Памятная записка обобщала эту таблицу следующим комментарием: «Наименьшие запасы мы имеем по хрому. Особенно отрицательно то обстоятельство, что без хрома высокоразвитая военная промышленность не может функционировать. Если отпадут Балканы и Турция, то потребности в хроме могут быть удовлетворены только на протяжении 5,6 месяцев. Это означает после израсходования его запасов в отливках, могущих продлить производство еще на два месяца, постепенную остановку производства важнейших видов вооружений, т.е. всех видов самолетов, танков, автомашин, противотанковых снарядов, подводных лодок, почти всех артиллерийских орудий, еще примерно через три месяца сверх сказанного срока, так как к этому времени будут полностью исчерпаны резервы, скрытые в системе доставки» (15).

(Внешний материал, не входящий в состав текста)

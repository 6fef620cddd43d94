//! Audio sample-rate conversion using a rubato `FastFixedIn` resampler.
//!
//! ## Design
//!
//! Voices synthesize at their model rate (commonly 22.05 kHz for Piper);
//! the output device usually runs at 44.1 or 48 kHz. `RateConverter`
//! bridges that gap on the queue worker thread, where allocation is
//! allowed.
//!
//! When the voice rate matches the device rate, `RateConverter` is a
//! zero-copy passthrough — no rubato session is created at all.
//!
//! ## Usage
//!
//! ```ignore
//! let mut rc = RateConverter::new(22_050, 48_000, 960)?;
//! let mut out = rc.process(&samples); // Vec<f32> at 48 kHz
//! out.extend(rc.finish());            // flush the buffered tail
//! ```

use rubato::{FastFixedIn, PolynomialDegree, Resampler};
use tracing::error;

use crate::error::{Result, VocalisError};

/// Converts f32 mono audio from one fixed sample rate to another.
pub struct RateConverter {
    /// `None` when source rate == target rate (passthrough mode).
    resampler: Option<FastFixedIn<f32>>,
    /// Accumulation buffer — holds partial input chunks between calls.
    input_buf: Vec<f32>,
    /// How many input samples rubato expects per process call.
    chunk_size: usize,
    /// Pre-allocated output buffer: `[1][output_frames_max]`.
    output_buf: Vec<Vec<f32>>,
}

impl RateConverter {
    /// Create a new converter.
    ///
    /// # Parameters
    /// - `source_rate`: Sample rate of the synthesized audio (Hz).
    /// - `target_rate`: Sample rate the output device runs at (Hz).
    /// - `chunk_size`: Input frame count per rubato call (e.g. `960`).
    ///
    /// # Errors
    /// Returns `VocalisError::AudioStream` if rubato fails to initialise.
    pub fn new(source_rate: u32, target_rate: u32, chunk_size: usize) -> Result<Self> {
        if source_rate == target_rate {
            return Ok(Self {
                resampler: None,
                input_buf: Vec::new(),
                chunk_size,
                output_buf: Vec::new(),
            });
        }

        let ratio = target_rate as f64 / source_rate as f64;

        let resampler = FastFixedIn::<f32>::new(
            ratio,
            1.0, // fixed ratio — no dynamic adjustment
            PolynomialDegree::Cubic,
            chunk_size,
            1, // mono
        )
        .map_err(|e| VocalisError::AudioStream(format!("resampler init: {e}")))?;

        let max_out = resampler.output_frames_max();
        let output_buf = vec![vec![0f32; max_out]; 1];

        Ok(Self {
            resampler: Some(resampler),
            input_buf: Vec::new(),
            chunk_size,
            output_buf,
        })
    }

    /// Process incoming samples, returning resampled output (may be empty).
    ///
    /// Samples are accumulated internally until a full `chunk_size` block is
    /// available for rubato. Any remainder is kept for the next call or for
    /// [`finish`](RateConverter::finish).
    ///
    /// In passthrough mode (same rates), input is returned directly.
    pub fn process(&mut self, samples: &[f32]) -> Vec<f32> {
        let Some(ref mut resampler) = self.resampler else {
            // Zero-copy passthrough
            return samples.to_vec();
        };

        self.input_buf.extend_from_slice(samples);

        let mut result = Vec::new();

        while self.input_buf.len() >= self.chunk_size {
            let input_slice = &self.input_buf[..self.chunk_size];

            match resampler.process_into_buffer(&[input_slice], &mut self.output_buf, None) {
                Ok((_consumed, produced)) => {
                    result.extend_from_slice(&self.output_buf[0][..produced]);
                }
                Err(e) => {
                    error!("resampler process error: {e}");
                }
            }

            self.input_buf.drain(..self.chunk_size);
        }

        result
    }

    /// Flush the buffered tail by zero-padding it to a full chunk.
    ///
    /// An utterance ends mid-chunk almost every time; without this the last
    /// few milliseconds of speech would be dropped.
    pub fn finish(&mut self) -> Vec<f32> {
        if self.resampler.is_none() || self.input_buf.is_empty() {
            return Vec::new();
        }
        let pad = self.chunk_size - (self.input_buf.len() % self.chunk_size);
        if pad != self.chunk_size {
            let padded: Vec<f32> = vec![0.0; pad];
            return self.process(&padded);
        }
        Vec::new()
    }

    /// Returns `true` when source rate == target rate (no resampling occurs).
    pub fn is_passthrough(&self) -> bool {
        self.resampler.is_none()
    }
}

#[cfg(test)]
mod tests {
    use super::*;

    #[test]
    fn passthrough_identity() {
        let mut rc = RateConverter::new(22_050, 22_050, 960).unwrap();
        assert!(rc.is_passthrough());
        let samples: Vec<f32> = (0..480).map(|i| i as f32 * 0.001).collect();
        let out = rc.process(&samples);
        assert_eq!(out, samples);
        assert!(rc.finish().is_empty());
    }

    #[test]
    fn ratio_22k_to_44k_correct_length_and_level() {
        let mut rc = RateConverter::new(22_050, 44_100, 960).unwrap();
        assert!(!rc.is_passthrough());
        // 960 input samples at 22.05 kHz → ~1920 at 44.1 kHz
        let samples = vec![0.25f32; 960];
        let out = rc.process(&samples);
        assert!(!out.is_empty(), "expected non-empty output");
        let expected = 1920usize;
        assert!(
            (out.len() as isize - expected as isize).unsigned_abs() <= 20,
            "output len={} expected≈{}",
            out.len(),
            expected
        );
        // A constant signal must come out at the same level away from the
        // filter warm-up edge.
        approx::assert_relative_eq!(out[out.len() / 2], 0.25, max_relative = 0.05);
    }

    #[test]
    fn partial_accumulation_returns_empty() {
        let mut rc = RateConverter::new(22_050, 48_000, 960).unwrap();
        // Fewer than chunk_size samples → nothing output yet
        let samples = vec![0.0f32; 500];
        let out = rc.process(&samples);
        assert!(
            out.is_empty(),
            "expected empty output for partial chunk, got {}",
            out.len()
        );
    }

    #[test]
    fn finish_flushes_the_buffered_tail() {
        let mut rc = RateConverter::new(22_050, 48_000, 960).unwrap();
        let out = rc.process(&vec![0.1f32; 500]);
        assert!(out.is_empty());
        let tail = rc.finish();
        assert!(
            !tail.is_empty(),
            "finish must emit the zero-padded remainder"
        );
    }
}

Это означало ни мало, ни много, что через десять месяцев после потери Балкан война будет закончена. Гитлер, не проронив ни слова, выслушал мой доклад, из которого вытекало, что не Никополь, а Балканы предрешат исход войны. Затем он, расстроенный, просто отвернулся. Он переключился на моего сотрудника Заура, чтобы обсудить с ним новую программу выпуска танков.
До лета 1943 г. Гитлер в начале каждого месяца звонил мне, чтобы по телефону получить самые свежие данные о выпуске военной продукции, которые он тут же вносил в заготовленные списки. Я называл цифры в заранее согласованном порядке, и Гитлер по обыкновению поощрял меня восклицаниями: «Отлично! Просто чудесно! В самом деле 110 „тигров“? Это больше, чем Вы обещали… А сколько „тигров“ Вы думаете осилить в следующем месяце? Сейчас важен важдый танк». Нередко в заключение разговора он сообщал коротко о положении на фронте: «Сегодня мы взяли Харьков. И дальше пошло хорошо. Благодарю за информацию. Поклон Вашей супруге. Она в Оберзальцберге? Еще раз кланяюсь». В ответ на мою благодарность и приветственную формулу: «Хайль, майн фюрер!» он иногда отвечал: «Хайль, Шпеер». Эта формула означала своего рода награду, которую он очень редко использовал и только в общении с Герингом, Геббельсом или другими ветеранами и в которой можно было услышать легкую иорнию над официально установленным приветствием «Хайль, майн фюрер». В такие минуты я чувствовал себя вознагражденным за свою работу. Я совершенно не замечал привкус несколько снисходительной фамильярности. Хотя упоение прошлых лет, доверительность в частных отношениях уже остались далеко позади, хотя я давно уже не занимал своеобразное и особое положение Архитектора, хотя я был теперь всего лишь одним из многих в аппарате, слово Гитлера нисколько не утратило для меня своей магической силы. Если смотреть в суть, то ведь все интриги и все баталии за власть имели своей целью такое вот слово Гитлера или то, что стояло за ним. От него зависело положение любого из нас.
Постепенно звонки прекратились, хотя я затрудняюсь сейчас назвать какой-то определенный момент. Во всяком случае, по-видимому, с осени 1943 г. Гитлер взял за правило связываться для получения ежемесячной информации с Зауром (16). Я не протестовал против этого, признавая за Гитлером право взять у меня обратно то, что он мне доверил. Но, поскольку Борман поддерживал как с Зауром, так и с Доршем, старыми членами партии, подчеркнуто добрые отношения, то я стал постепенно чувствовать себя в своем собственном министерстве довольно неуверенно.
Я попробовал упрочить свою позицию тем, что каждому из десяти начальников управлений придал по одному заместителю из промышленности (17). Но как раз Дорш и Заур сумели не допустить этого для своих должностей. Когда же признаков того, что под руководством Дорша в министерстве сформировалась фронда стало более, чем достаточно, я произвел 21 декабря 1943 г. своего рода «государственный переворот», назначив на должности руководителей управления по кадрам и оргуправления (18) двух моих старых надежных коллег по временам моей работы в строительстве. Им я подчинил и до того самостоятельную «организацию Тодт».
На следующий день я скинул тяжкое бремя уходящего 1943 г., с его многочисленными личными разочарованиями и интригами и отправился в самый удаленный и самый пустынный уголок подвластной нам Европы, в Северную Лапландию. Иначе, чем в 1941 г. и 1942 г., когда Гитлер запретил мне путешествие в Норвегию, Финляндию или в Россию по причине их рискованности и моей для него незаменимости, на этот раз согласие последовало немедленно.